What you need to do> Exactly the lines starting at the line containing "use url::Url;" and ending at the line containing "validate_url_patterns(&config.url_patterns)?;" are to be written out from the listing below, both included.

Data for analysis>

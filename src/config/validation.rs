use crate::config::types::{CategoryTable, CheckpointConfig, Selectors, SkillConfig, UrlPatterns};
use crate::ConfigError;
use regex::Regex;
use scraper::Selector;
use url::Url;

/// Validates the entire configuration
pub fn validate(config: &SkillConfig) -> Result<(), ConfigError> {
    validate_identifier("name", &config.name)?;

    if config.description.trim().is_empty() {
        return Err(ConfigError::Validation(
            "description cannot be empty".to_string(),
        ));
    }

    validate_http_url("base_url", &config.base_url)?;
    if let Some(start_url) = &config.start_url {
        validate_http_url("start_url", start_url)?;
    }

    validate_limits(config)?;
    validate_url_patterns(&config.url_patterns)?;
    validate_selectors(&config.selectors)?;
    validate_categories(&config.categories)?;
    validate_checkpoint(&config.checkpoint)?;

    if config.user_agent.trim().is_empty() {
        return Err(ConfigError::Validation(
            "user_agent cannot be empty".to_string(),
        ));
    }

    Ok(())
}

/// Validates page budget and politeness delay
fn validate_limits(config: &SkillConfig) -> Result<(), ConfigError> {
    if config.max_pages < 1 {
        return Err(ConfigError::Validation(format!(
            "max_pages must be >= 1, got {}",
            config.max_pages
        )));
    }

    if !config.rate_limit.is_finite() || config.rate_limit < 0.0 {
        return Err(ConfigError::Validation(format!(
            "rate_limit must be a non-negative number of seconds, got {}",
            config.rate_limit
        )));
    }

    Ok(())
}

/// Names end up in file paths, so only a conservative character set is allowed
fn validate_identifier(field: &str, value: &str) -> Result<(), ConfigError> {
    if value.is_empty() {
        return Err(ConfigError::Validation(format!("{} cannot be empty", field)));
    }

    if !value
        .chars()
        .all(|c| c.is_alphanumeric() || c == '-' || c == '_')
    {
        return Err(ConfigError::Validation(format!(
            "{} must contain only alphanumeric characters, hyphens and underscores, got '{}'",
            field, value
        )));
    }

    Ok(())
}

fn validate_http_url(field: &str, value: &str) -> Result<(), ConfigError> {
    let url = Url::parse(value)
        .map_err(|e| ConfigError::InvalidUrl(format!("Invalid {} '{}': {}", field, value, e)))?;

    if url.scheme() != "http" && url.scheme() != "https" {
        return Err(ConfigError::InvalidUrl(format!(
            "{} '{}' must use http or https",
            field, value
        )));
    }

    Ok(())
}

fn validate_url_patterns(patterns: &UrlPatterns) -> Result<(), ConfigError> {
    for pattern in patterns.include.iter().chain(&patterns.exclude) {
        Regex::new(pattern)
            .map_err(|e| ConfigError::InvalidPattern(format!("'{}': {}", pattern, e)))?;
    }
    Ok(())
}

fn validate_selectors(selectors: &Selectors) -> Result<(), ConfigError> {
    for (field, list) in [
        ("title", &selectors.title),
        ("main_content", &selectors.main_content),
        ("code_blocks", &selectors.code_blocks),
    ] {
        for raw in list {
            Selector::parse(raw).map_err(|e| {
                ConfigError::InvalidSelector(format!("selectors.{} '{}': {:?}", field, raw, e))
            })?;
        }
    }
    Ok(())
}

fn validate_categories(categories: &CategoryTable) -> Result<(), ConfigError> {
    for (name, keywords) in categories.iter() {
        validate_identifier("category name", name)?;

        if keywords.iter().any(|kw| kw.is_empty()) {
            return Err(ConfigError::Validation(format!(
                "category '{}' contains an empty keyword",
                name
            )));
        }
    }
    Ok(())
}

fn validate_checkpoint(checkpoint: &CheckpointConfig) -> Result<(), ConfigError> {
    if checkpoint.interval < 1 {
        return Err(ConfigError::Validation(format!(
            "checkpoint.interval must be >= 1, got {}",
            checkpoint.interval
        )));
    }
    Ok(())
}

#[cfg(test)]
mod tests {
    use super::*;

    fn base_config() -> SkillConfig {
        SkillConfig {
            name: "demo".to_string(),
            description: "Demo docs".to_string(),
            base_url: "https://demo.dev/docs".to_string(),
            start_url: None,
            max_pages: 10,
            rate_limit: 0.0,
            url_patterns: UrlPatterns::default(),
            selectors: Selectors::default(),
            categories: CategoryTable::default(),
            file_patterns: vec![],
            checkpoint: CheckpointConfig::default(),
            user_agent: "TestBot/1.0".to_string(),
        }
    }

    #[test]
    fn test_valid_config() {
        assert!(validate(&base_config()).is_ok());
    }

    #[test]
    fn test_validate_identifier() {
        assert!(validate_identifier("name", "bun").is_ok());
        assert!(validate_identifier("name", "next-js_14").is_ok());

        assert!(validate_identifier("name", "").is_err());
        assert!(validate_identifier("name", "../etc").is_err());
        assert!(validate_identifier("name", "has space").is_err());
    }

    #[test]
    fn test_empty_description_rejected() {
        let mut config = base_config();
        config.description = "   ".to_string();
        assert!(matches!(validate(&config), Err(ConfigError::Validation(_))));
    }

    #[test]
    fn test_invalid_urls_rejected() {
        let mut config = base_config();
        config.base_url = "not a url".to_string();
        assert!(matches!(validate(&config), Err(ConfigError::InvalidUrl(_))));

        let mut config = base_config();
        config.start_url = Some("ftp://demo.dev/".to_string());
        assert!(matches!(validate(&config), Err(ConfigError::InvalidUrl(_))));
    }

    #[test]
    fn test_negative_rate_limit_rejected() {
        let mut config = base_config();
        config.rate_limit = -1.0;
        assert!(matches!(validate(&config), Err(ConfigError::Validation(_))));
    }

    #[test]
    fn test_invalid_regex_rejected() {
        let mut config = base_config();
        config.url_patterns.exclude = vec!["(unclosed".to_string()];
        assert!(matches!(
            validate(&config),
            Err(ConfigError::InvalidPattern(_))
        ));
    }

    #[test]
    fn test_invalid_selector_rejected() {
        let mut config = base_config();
        config.selectors.title = vec!["h1[".to_string()];
        assert!(matches!(
            validate(&config),
            Err(ConfigError::InvalidSelector(_))
        ));
    }

    #[test]
    fn test_category_names_must_be_path_safe() {
        let mut config = base_config();
        config.categories = CategoryTable::new(vec![(
            "../escape".to_string(),
            vec!["x".to_string()],
        )]);
        assert!(validate(&config).is_err());
    }

    #[test]
    fn test_zero_checkpoint_interval_rejected() {
        let mut config = base_config();
        config.checkpoint.interval = 0;
        assert!(matches!(validate(&config), Err(ConfigError::Validation(_))));
    }
}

The answer>
use url::Url;

/// Validates the entire configuration
pub fn validate(config: &SkillConfig) -> Result<(), ConfigError> {
    validate_identifier("name", &config.name)?;

    if config.description.trim().is_empty() {
        return Err(ConfigError::Validation(
            "description cannot be empty".to_string(),
        ));
    }

    validate_http_url("base_url", &config.base_url)?;
    if let Some(start_url) = &config.start_url {
        validate_http_url("start_url", start_url)?;
    }

    validate_limits(config)?;
    validate_url_patterns(&config.url_patterns)?;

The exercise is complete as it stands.